The World Health Organization (WHO) was first notified of a cluster of pneumonia cases detected in Wuhan, China with an unknown cause. Over the next week, Chinese officials identified the cause as a new type of coronavirus, SARS-Cov-2, which had spread via a seafood market in the city. However, another possible case, who didn't visit the market, has since been identified.
Nearly 2 million people have now contracted the virus responsible for the COVID-19 illness and 125,000 people have died, with a large portion (609,614) of those cases being recorded in the United States.
US Ambassador to New Zealand Scott Brown told The AM Show on Wednesday that actions could have been implemented quicker to limit the virus' spread in the American nation if China had been more upfront with what it knew.
"We found out about this from China on December 31 and immediately our CDC [Centers for Disease Control and Prevention] offered to go to China to help and say 'what's up, let's get a handle on this' and they denied, denied, denied," he told The AM Show.
"We only learnt of the first death on… January 13 and then we had our first death on January 21 and then the WHO on January 30 declared that 'hey, this is a worldwide issue, we gotta get cracking' and the very next day the President shut down all flights from China.
"To say he has not done anything, had we had accurate and transparent information, of course, we would have done it quicker."
According to a Reuters report, Alex Azar, the United States' secretary of Health and Human Services, said he and the CDC's director, Dr Robert Redfield, offered to send a CDC team to China on January 6, but didn't receive permission.
A joint mission with the WHO and other nations did eventually travel to China between February 16 and 24.

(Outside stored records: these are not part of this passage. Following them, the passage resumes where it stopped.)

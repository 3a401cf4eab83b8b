//! HTTP server for the cwquery document-query harness.
//!
//! Exposes the /api surface the form client talks to: query execution,
//! document download, assertion minting, patient registration, and the
//! query-history log. Handlers stay thin; the mediation work lives in
//! `cwquery-client` and `cwquery-auth`.

pub mod config;
pub mod error;
pub mod handlers;
pub mod observability;
pub mod server;
pub mod state;

pub use config::AppConfig;
pub use server::{ServerBuilder, build_app};
pub use state::AppState;
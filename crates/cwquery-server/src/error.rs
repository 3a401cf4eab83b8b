//! API error envelopes.
//!
//! Maps the workspace error taxonomy onto the JSON envelopes the harness
//! client expects: 400 for caller-input problems, the mirrored upstream
//! status for upstream API errors, 408 for the timeout ceiling, 502 for
//! unreachable or misbehaving upstreams, 500 for everything unexpected.
//! Diagnostic verbosity is intentional; the audience is a trusted testing
//! team.

use axum::{
    Json,
    http::StatusCode,
    response::{IntoResponse, Response},
};
use serde_json::{Value, json};
use std::fmt;

use cwquery_auth::AssertionError;
use cwquery_client::ClientError;

/// Errors surfaced to the harness client.
#[derive(Debug)]
pub enum ApiError {
    /// The request body failed shape validation (400).
    Validation { error: String, details: Vec<String> },

    /// Assertion issuance failed (400).
    Assertion(AssertionError),

    /// A caller-supplied URL was rejected (400).
    BadRequest { error: String, message: String },

    /// Upstream answered with a non-2xx status; mirrored to the caller.
    UpstreamApi {
        status: u16,
        status_text: String,
        details: Value,
        response_time_ms: Option<u64>,
        /// Attempted registration document, echoed for diagnostics.
        patient_object: Option<Value>,
    },

    /// The upstream attempt hit the hard ceiling (408).
    Timeout {
        timeout_ms: u64,
        response_time_ms: u64,
    },

    /// The upstream was unreachable (502).
    Connection {
        message: String,
        response_time_ms: u64,
    },

    /// A binary retrieval returned a non-Binary envelope (502).
    UnexpectedResourceType { actual: String },

    /// Anything unexpected (500).
    Internal { error: String, message: String },
}

impl ApiError {
    /// Creates a validation error with per-field detail messages.
    #[must_use]
    pub fn validation(error: impl Into<String>, details: Vec<String>) -> Self {
        Self::Validation {
            error: error.into(),
            details,
        }
    }

    /// Creates a generic internal error.
    #[must_use]
    pub fn internal(error: impl Into<String>, message: impl Into<String>) -> Self {
        Self::Internal {
            error: error.into(),
            message: message.into(),
        }
    }

    /// Maps a client-layer error, attaching the elapsed time where the
    /// envelope carries one.
    #[must_use]
    pub fn from_client(error: ClientError, timeout_ms: u64, response_time_ms: u64) -> Self {
        match error {
            ClientError::InvalidUrl { message } => Self::BadRequest {
                error: "Invalid document URL".to_string(),
                message,
            },
            ClientError::DisallowedDestination { expected_host } => Self::BadRequest {
                error: "Invalid document URL".to_string(),
                message: format!("URL must be from {expected_host} using HTTPS"),
            },
            ClientError::InvalidParameter { message } => {
                Self::validation("Invalid query parameters", vec![message])
            }
            ClientError::Timeout { .. } => Self::Timeout {
                timeout_ms,
                response_time_ms,
            },
            ClientError::Connection { message } => Self::Connection {
                message,
                response_time_ms,
            },
            ClientError::UnexpectedResourceType { actual } => {
                Self::UnexpectedResourceType { actual }
            }
            ClientError::Transport { message } => {
                Self::internal("Internal server error", message)
            }
        }
    }
}

impl From<AssertionError> for ApiError {
    fn from(error: AssertionError) -> Self {
        Self::Assertion(error)
    }
}

impl fmt::Display for ApiError {
    fn fmt(&self, f: &mut fmt::Formatter<'_>) -> fmt::Result {
        match self {
            Self::Validation { error, .. } => write!(f, "{error}"),
            Self::Assertion(err) => write!(f, "{err}"),
            Self::BadRequest { error, message } => write!(f, "{error}: {message}"),
            Self::UpstreamApi {
                status, status_text, ..
            } => write!(f, "CommonWell API Error: {status} {status_text}"),
            Self::Timeout { timeout_ms, .. } => {
                write!(f, "Request timed out after {timeout_ms} ms")
            }
            Self::Connection { message, .. } => write!(f, "Connection failure: {message}"),
            Self::UnexpectedResourceType { actual } => {
                write!(f, "Expected Binary resource, got {actual}")
            }
            Self::Internal { error, message } => write!(f, "{error}: {message}"),
        }
    }
}

impl std::error::Error for ApiError {}

impl IntoResponse for ApiError {
    fn into_response(self) -> Response {
        match self {
            Self::Validation { error, details } => (
                StatusCode::BAD_REQUEST,
                Json(json!({ "error": error, "details": details })),
            )
                .into_response(),

            Self::Assertion(err) => (
                StatusCode::BAD_REQUEST,
                Json(json!({ "error": err.to_string() })),
            )
                .into_response(),

            Self::BadRequest { error, message } => (
                StatusCode::BAD_REQUEST,
                Json(json!({ "error": error, "message": message })),
            )
                .into_response(),

            Self::UpstreamApi {
                status,
                status_text,
                details,
                response_time_ms,
                patient_object,
            } => {
                let mut body = json!({
                    "error": format!("CommonWell API Error: {status} {status_text}"),
                    "details": details,
                });
                if let Some(elapsed) = response_time_ms {
                    body["responseTime"] = json!(elapsed);
                }
                if let Some(patient) = patient_object {
                    body["patientObject"] = patient;
                }
                let status = StatusCode::from_u16(status)
                    .unwrap_or(StatusCode::BAD_GATEWAY);
                (status, Json(body)).into_response()
            }

            Self::Timeout {
                timeout_ms,
                response_time_ms,
            } => (
                StatusCode::REQUEST_TIMEOUT,
                Json(json!({
                    "error": "Request timeout",
                    "message": format!(
                        "The request to the CommonWell API timed out after {} seconds",
                        timeout_ms / 1000
                    ),
                    "responseTime": response_time_ms,
                })),
            )
                .into_response(),

            Self::Connection {
                message,
                response_time_ms,
            } => (
                StatusCode::BAD_GATEWAY,
                Json(json!({
                    "error": "Failed to connect to CommonWell API",
                    "message": message,
                    "responseTime": response_time_ms,
                })),
            )
                .into_response(),

            Self::UnexpectedResourceType { actual } => (
                StatusCode::BAD_GATEWAY,
                Json(json!({
                    "error": "Unexpected response type",
                    "message": format!("Expected Binary resource, got {actual}"),
                })),
            )
                .into_response(),

            Self::Internal { error, message } => (
                StatusCode::INTERNAL_SERVER_ERROR,
                Json(json!({ "error": error, "message": message })),
            )
                .into_response(),
        }
    }
}

#[cfg(test)]
mod tests {
    use super::*;

    #[test]
    fn test_client_error_mapping() {
        let err = ApiError::from_client(
            ClientError::Timeout { timeout_ms: 55_000 },
            55_000,
            55_100,
        );
        assert!(matches!(err, ApiError::Timeout { timeout_ms: 55_000, .. }));

        let err = ApiError::from_client(
            ClientError::connection("dns failure"),
            55_000,
            12,
        );
        assert!(matches!(err, ApiError::Connection { .. }));

        let err = ApiError::from_client(
            ClientError::disallowed_destination("api.example.com"),
            55_000,
            0,
        );
        assert!(matches!(err, ApiError::BadRequest { .. }));
    }

    #[test]
    fn test_display_for_upstream_error() {
        let err = ApiError::UpstreamApi {
            status: 403,
            status_text: "Forbidden".to_string(),
            details: json!({}),
            response_time_ms: Some(20),
            patient_object: None,
        };
        assert_eq!(err.to_string(), "CommonWell API Error: 403 Forbidden");
    }
}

However, Reuters has also reported that an American epidemiologist embedded into China's disease control agency left her job last year after learning it was being defunded by the Trump administration. Bao-Ping Zhu, who worked in the role between 2007 and 2011, said: "If someone had been there, public health officials and governments across the world could have moved much faster".
According to the New York Times, Dr Redfield was first made aware of the severity of the illness in early January by his Chinese counterpart. Within days, the US began work on an incident management system and began cautioning people travelling to Wuhan.
Despite claims of little transparency from China - which was also criticised for not listening to warnings in December about the emergence of a new virus - the WHO has been full of praise. Director-General Dr Tedros Adhanom Ghebreyesu said in February: "We appreciate the seriousness with which China is taking this outbreak, especially the commitment from top leadership, and the transparency they have demonstrated."
Reuters has also cited China's Ministry of Foreign Affairs as saying it "adopted the strictest, most comprehensive, and most thorough prevention and control measures in an open, transparent, and responsible manner, and informed the [World Health Organization] and relevant countries and regions of the latest situation in a timely manner."